*RECORDED INFORMATION*

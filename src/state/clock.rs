use crate::state::messages::UiEvent;
use chrono::Utc;
use std::time::Duration;
use tokio::sync::mpsc;
use tokio::time::interval;

/// Countdowns only show minutes, so once a minute is enough.
pub const CLOCK_PERIOD: Duration = Duration::from_secs(60);

/// Owns the refresh tick. The only place that reads the wall clock after
/// startup; everything downstream receives `now` as a value.
pub struct ClockTicker {
    ui_events: mpsc::Sender<UiEvent>,
    period: Duration,
}

impl ClockTicker {
    pub fn new(ui_events: mpsc::Sender<UiEvent>) -> Self {
        Self::with_period(ui_events, CLOCK_PERIOD)
    }

    pub fn with_period(ui_events: mpsc::Sender<UiEvent>, period: Duration) -> Self {
        Self { ui_events, period }
    }

    pub async fn run(self) {
        let mut ticks = interval(self.period);
        // Skip the immediate first tick; the app snapshots `now` at startup.
        ticks.tick().await;

        loop {
            ticks.tick().await;
            let tick = UiEvent::ClockTick { now: Utc::now() };
            if self.ui_events.send(tick).await.is_err() {
                break;
            }
        }
    }
}

#[cfg(test)]
mod tests {
    use super::*;

    #[tokio::test]
    async fn sends_clock_ticks_with_increasing_now() {
        let (tx, mut rx) = mpsc::channel(4);
        let task = tokio::spawn(ClockTicker::with_period(tx, Duration::from_millis(5)).run());

        let first = tokio::time::timeout(Duration::from_secs(2), rx.recv()).await;
        let second = tokio::time::timeout(Duration::from_secs(2), rx.recv()).await;
        task.abort();

        let (Ok(Some(UiEvent::ClockTick { now: a })), Ok(Some(UiEvent::ClockTick { now: b }))) =
            (first, second)
        else {
            panic!("expected two clock ticks");
        };
        assert!(a <= b);
    }

    #[tokio::test]
    async fn stops_when_ui_loop_is_gone() {
        let (tx, rx) = mpsc::channel(1);
        drop(rx);
        let task = tokio::spawn(ClockTicker::with_period(tx, Duration::from_millis(1)).run());
        let finished = tokio::time::timeout(Duration::from_secs(2), task).await;
        assert!(finished.is_ok(), "ticker should exit once the receiver is dropped");
    }
}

*ASSIGNMENT*
Reproduce, line for line, the material, starting at its first line, and end once the line holding "wall clock after" has been output.

*RESPONSE TO THE TASK*
filename src/state/clock.rs
use crate::state::messages::UiEvent;
use chrono::Utc;
use std::time::Duration;
use tokio::sync::mpsc;
use tokio::time::interval;

/// Countdowns only show minutes, so once a minute is enough.
pub const CLOCK_PERIOD: Duration = Duration::from_secs(60);

/// Owns the refresh tick. The only place that reads the wall clock after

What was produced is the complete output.